Work request >>
Each entry is to be retyped exactly as it stands.

Given records >>
//! Count-based log-likelihood ratio accumulation.
//!
//! Each outcome moves the ratio by a fixed step, so the ratio after any
//! stream is a function of the two outcome counts alone. Storing the
//! counts instead of a running float sum makes updates drift-free and the
//! result identical regardless of update order or batching.

use stmc_math::{log_odds_steps, weighted_log_sum};

/// Log-likelihood ratio of H1 `p = p1` against H0 `p = p0`.
#[derive(Debug, Clone, Copy, PartialEq)]
pub struct LogLikelihoodAccumulator {
    q_pos: f64,
    q_neg: f64,
    positives: u64,
    negatives: u64,
}

impl LogLikelihoodAccumulator {
    pub fn new(p0: f64, p1: f64) -> Self {
        let (q_pos, q_neg) = log_odds_steps(p0, p1);
        Self {
            q_pos,
            q_neg,
            positives: 0,
            negatives: 0,
        }
    }

    #[inline]
    pub fn push(&mut self, passed: bool) {
        if passed {
            self.positives = self.positives.saturating_add(1);
        } else {
            self.negatives = self.negatives.saturating_add(1);
        }
    }

    #[inline]
    pub fn push_counts(&mut self, passed: u64, failed: u64) {
        self.positives = self.positives.saturating_add(passed);
        self.negatives = self.negatives.saturating_add(failed);
    }

    pub fn log_ratio(&self) -> f64 {
        weighted_log_sum(self.positives, self.q_pos, self.negatives, self.q_neg)
    }

    /// `(q_pos, q_neg)`: the ratio increments of a pass and of a fail.
    pub fn steps(&self) -> (f64, f64) {
        (self.q_pos, self.q_neg)
    }

    pub fn positives(&self) -> u64 {
        self.positives
    }

    pub fn negatives(&self) -> u64 {
        self.negatives
    }

    pub fn observations(&self) -> u64 {
        self.positives.saturating_add(self.negatives)
    }

    pub fn reset(&mut self) {
        self.positives = 0;
        self.negatives = 0;
    }
}

#[cfg(test)]
mod tests {
    use super::*;

    #[test]
    fn empty_ratio_is_zero() {
        let acc = LogLikelihoodAccumulator::new(0.5, 0.6);
        assert_eq!(acc.log_ratio(), 0.0);
        assert_eq!(acc.observations(), 0);
    }

    #[test]
    fn single_steps_match_log_odds() {
        let mut acc = LogLikelihoodAccumulator::new(0.5, 0.6);
        acc.push(true);
        assert!((acc.log_ratio() - (0.6f64 / 0.5).ln()).abs() < 1e-15);
        acc.reset();
        acc.push(false);
        assert!((acc.log_ratio() - (0.4f64 / 0.5).ln()).abs() < 1e-15);
    }

    #[test]
    fn order_does_not_matter() {
        let mut a = LogLikelihoodAccumulator::new(0.3, 0.2);
        let mut b = a;
        for passed in [true, false, false, true, false] {
            a.push(passed);
        }
        b.push_counts(2, 3);
        assert_eq!(a, b);
        assert_eq!(a.log_ratio().to_bits(), b.log_ratio().to_bits());
    }

    #[test]
    fn counts_saturate() {
        let mut acc = LogLikelihoodAccumulator::new(0.5, 0.6);
        acc.push_counts(u64::MAX, 0);
        acc.push(true);
        assert_eq!(acc.positives(), u64::MAX);
        assert_eq!(acc.observations(), u64::MAX);
    }
}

Response for this exercise >>
//! Count-based log-likelihood ratio accumulation.
//!
//! Each outcome moves the ratio by a fixed step, so the ratio after any
//! stream is a function of the two outcome counts alone. Storing the
//! counts instead of a running float sum makes updates drift-free and the
//! result identical regardless of update order or batching.

use stmc_math::{log_odds_steps, weighted_log_sum};

/// Log-likelihood ratio of H1 `p = p1` against H0 `p = p0`.
#[derive(Debug, Clone, Copy, PartialEq)]
pub struct LogLikelihoodAccumulator {
    q_pos: f64,
    q_neg: f64,
    positives: u64,
    negatives: u64,
}

impl LogLikelihoodAccumulator {
    pub fn new(p0: f64, p1: f64) -> Self {
        let (q_pos, q_neg) = log_odds_steps(p0, p1);
        Self {
            q_pos,
            q_neg,
            positives: 0,
            negatives: 0,
        }
    }

    #[inline]
    pub fn push(&mut self, passed: bool) {
        if passed {
            self.positives = self.positives.saturating_add(1);
        } else {
            self.negatives = self.negatives.saturating_add(1);
        }
    }

    #[inline]
    pub fn push_counts(&mut self, passed: u64, failed: u64) {
        self.positives = self.positives.saturating_add(passed);
        self.negatives = self.negatives.saturating_add(failed);
    }

    pub fn log_ratio(&self) -> f64 {
        weighted_log_sum(self.positives, self.q_pos, self.negatives, self.q_neg)
    }

    /// `(q_pos, q_neg)`: the ratio increments of a pass and of a fail.
    pub fn steps(&self) -> (f64, f64) {
        (self.q_pos, self.q_neg)
    }

    pub fn positives(&self) -> u64 {
        self.positives
    }

    pub fn negatives(&self) -> u64 {
        self.negatives
    }

    pub fn observations(&self) -> u64 {
        self.positives.saturating_add(self.negatives)
    }

    pub fn reset(&mut self) {
        self.positives = 0;
        self.negatives = 0;
    }
}

#[cfg(test)]
mod tests {
    use super::*;

    #[test]
    fn empty_ratio_is_zero() {
        let acc = LogLikelihoodAccumulator::new(0.5, 0.6);
        assert_eq!(acc.log_ratio(), 0.0);
        assert_eq!(acc.observations(), 0);
    }

    #[test]
    fn single_steps_match_log_odds() {
        let mut acc = LogLikelihoodAccumulator::new(0.5, 0.6);
        acc.push(true);
        assert!((acc.log_ratio() - (0.6f64 / 0.5).ln()).abs() < 1e-15);
        acc.reset();
        acc.push(false);
        assert!((acc.log_ratio() - (0.4f64 / 0.5).ln()).abs() < 1e-15);
    }

    #[test]
    fn order_does_not_matter() {
        let mut a = LogLikelihoodAccumulator::new(0.3, 0.2);
        let mut b = a;
        for passed in [true, false, false, true, false] {
            a.push(passed);
        }
        b.push_counts(2, 3);
        assert_eq!(a, b);
        assert_eq!(a.log_ratio().to_bits(), b.log_ratio().to_bits());
    }

    #[test]
    fn counts_saturate() {
        let mut acc = LogLikelihoodAccumulator::new(0.5, 0.6);
        acc.push_counts(u64::MAX, 0);
        acc.push(true);
        assert_eq!(acc.positives(), u64::MAX);
        assert_eq!(acc.observations(), u64::MAX);
    }
}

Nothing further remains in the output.